When I heard that President Ford had passed away, my heart sank. Not that I was sad at a life lost. He was 93, and he lived a long, distinguished life. I hated it because this is a bad time of year to take a road trip to D.C.

Two and a half years ago, I spent five hours shuffling through what seemed like the world’s longest queue when President Reagan died. I joined thousands who paid their last respects to him.

Despite the blisters I had on my feet, I decided I would try to make it to the capitol each time a president lay in state at the rotunda

Because I live in Danville, Washington seemed out of reach. I thought about driving to Grand Rapids, Mich., instead. I walked into my brother’s office on Thursday. He immediately asked me my plans for the weekend. He needed someone to drive him to Virginia on Saturday to pick up a car.

It is crazy how things work out like that!

In 2004, I remember the shock at seeing just how far the line extended, covering much of the west lawn of the capitol. The line extended down the mall in front of the Smithsonian’s Air and Space Museum. Though tired, everyone in line remained calm and patient.

I spent so much time talking with the people around me in line, at the time, I could tell you their life stories afterwards.

This time around, I saw hundreds lined up instead of thousands. Last time, everyone seemed more solemn. Now, I think everyone was just suffering from extreme fatigue.

Sunday, I talked to people who were in line around me. We had brief conversations, but then again, our time in line was brief.

One woman had just moved back to the area from Philadelphia. She came prepared for any weather. Two couples in front of me were in town from Massachusetts, so they said that they wanted be a part of history. All were glad to be there.
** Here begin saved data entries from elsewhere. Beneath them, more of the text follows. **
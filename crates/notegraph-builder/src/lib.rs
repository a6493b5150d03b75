//! # NoteGraph Builder
//!
//! Drives a full traversal of a note store and folds every note and its
//! selected links into a [`NoteGraph`].
//!
//! - [`store`] - The [`NoteStore`] interface (pages of summaries, note bodies)
//! - [`builder`] - The paginated [`GraphBuilder`]
//! - [`snapshot`] - [`SnapshotStore`], a note store over a JSON account snapshot
//!
//! ## Quick Start
//!
//! ```
//! use notegraph_builder::{SnapshotStore, build_graph};
//! use notegraph_core::BuilderConfig;
//!
//! let store = SnapshotStore::from_json_str(r#"{
//!     "identity": {"host": "www.evernote.com", "user_id": "1", "shard_id": "s1"},
//!     "notes": [
//!         {"guid": "a", "title": "A", "content":
//!             "<en-note><a href=\"https://www.evernote.com/shard/s1/nl/1/b/\">B</a></en-note>"},
//!         {"guid": "b", "title": "B", "content": "<en-note/>"}
//!     ]
//! }"#).unwrap();
//!
//! let graph = build_graph(&store, BuilderConfig::default()).unwrap();
//! assert_eq!(graph.note_count(), 2);
//! assert_eq!(graph.valid_links().len(), 1);
//! ```
//!
//! Traversal is sequential: the next page is requested only after every
//! note of the current page has been fetched and processed.

pub mod builder;
pub mod snapshot;
pub mod store;

pub use builder::{GraphBuilder, build_graph, select_note_links};
pub use notegraph_graph::NoteGraph;
pub use snapshot::{SnapshotNote, SnapshotStore};
pub use store::{NoteContent, NoteStore, NoteSummary, NotesPage, PageRequest};
//! # NoteGraph Parser
//!
//! Note link grammar and link extraction for note bodies, built on `url`
//! and `scraper`.
//!
//! This crate provides:
//! - Classification of a URL as one of the note URL kinds
//!   (AppLink, WebLink, PublicLink, ShortenedLink) with ownership checks
//! - The inverse constructors building each kind of URL
//! - Extraction of all note links from a note's ENML body
//!
//! ## Quick Start
//!
//! ```
//! use notegraph_core::{AccountIdentity, UrlKind};
//! use notegraph_parser::NoteLinkParser;
//!
//! let parser = NoteLinkParser::new(AccountIdentity::new("www.evernote.com", "1234", "s1"));
//!
//! let url = parser.web_link_url("note-guid").unwrap();
//! let link = parser.parse_note_link("source-guid", &url, "See also").unwrap();
//! assert_eq!(link.url_kind, UrlKind::WebLink);
//! assert_eq!(link.target(), Some("note-guid"));
//!
//! let content = r#"<en-note><a href="https://www.evernote.com/l/AAxN">short</a></en-note>"#;
//! let links = parser.extract_note_links("source-guid", content).unwrap();
//! assert_eq!(links[0].url_kind, UrlKind::ShortenedLink);
//! ```

mod extract;
pub mod grammar;

pub use grammar::{APP_LINK_SCHEME, NoteLinkParser};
The feeling upon entering the rotunda remained the same. Though people chatted all the way up to that point, all noise and conversations stopped. You did not just hear the quiet; you could feel it.
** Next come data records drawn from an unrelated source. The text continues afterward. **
//! Shared utilities for operations across notegraph crates.

use crate::{Error, Result};

/// Generic JSON serialization with consistent error handling
/// Works with any type that implements Serialize (including slices)
pub fn to_json_string<T: serde::Serialize + ?Sized>(data: &T, context: &str) -> Result<String> {
    serde_json::to_string_pretty(data).map_err(|e| {
        Error::serialization(format!("Failed to serialize {} as JSON: {}", context, e))
    })
}

/// Generic CSV serialization builder
/// Use the CSVBuilder fluent API to construct and export CSV data
pub struct CSVBuilder {
    headers: Vec<String>,
    rows: Vec<Vec<String>>,
}

impl CSVBuilder {
    /// Create a new CSV with headers
    pub fn new(headers: &[&str]) -> Self {
        Self {
            headers: headers.iter().map(|s| s.to_string()).collect(),
            rows: Vec::new(),
        }
    }

    /// Add a row of values; each value is quoted when needed
    pub fn add_row<I, S>(mut self, values: I) -> Self
    where
        I: IntoIterator<Item = S>,
        S: AsRef<str>,
    {
        self.rows
            .push(values.into_iter().map(|v| quote_field(v.as_ref())).collect());
        self
    }

    /// Build the CSV string
    pub fn build(self) -> String {
        let mut csv = self.headers.join(",") + "\n";
        for row in self.rows {
            csv.push_str(&row.join(","));
            csv.push('\n');
        }
        csv
    }
}

fn quote_field(value: &str) -> String {
    if value.contains([',', '"', '\n', '\r']) {
        format!("\"{}\"", value.replace('"', "\"\""))
    } else {
        value.to_string()
    }
}

#[cfg(test)]
mod tests {
    use super::*;

    #[test]
    fn test_csv_builder() {
        let csv = CSVBuilder::new(&["guid", "title"])
            .add_row(["1", "Plain"])
            .add_row(["2", "Comma, \"quoted\""])
            .build();

        assert_eq!(csv, "guid,title\n1,Plain\n2,\"Comma, \"\"quoted\"\"\"\n");
    }

    #[test]
    fn test_to_json_string() {
        let json = to_json_string(&vec![1, 2], "numbers").unwrap();
        assert!(json.contains('1'));
    }
}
President Ford’s flag-draped wooden casket sat in the middle of the room. The military guard of honor stood watch so still they looked like wax figures. Paintings and statues of historical figures around the room seemed to watch him, almost welcoming him over to join them.

When you leave the room, U.S. capitol police usher you down the stairs and through hallways until you come outdoors facing the mall. This was not the time to stop and check out exhibits in the building, but conversations pick up again

I did stop to ask about the setup. Everywhere you looked, there were ropes and barricades set up to create the theme park-like queue areas. While they never thought it would be the same as June 2004, they could not consider not preparing the same way.

I continued on to where we were handed the presidential funeral card. Books that will be given to the Ford family sat on tables nearby. We all had the opportunity to sign our name and location.

I quickly signed my name and wrote out Danville, IL, quite satisfied that it was not too far out of the way after all.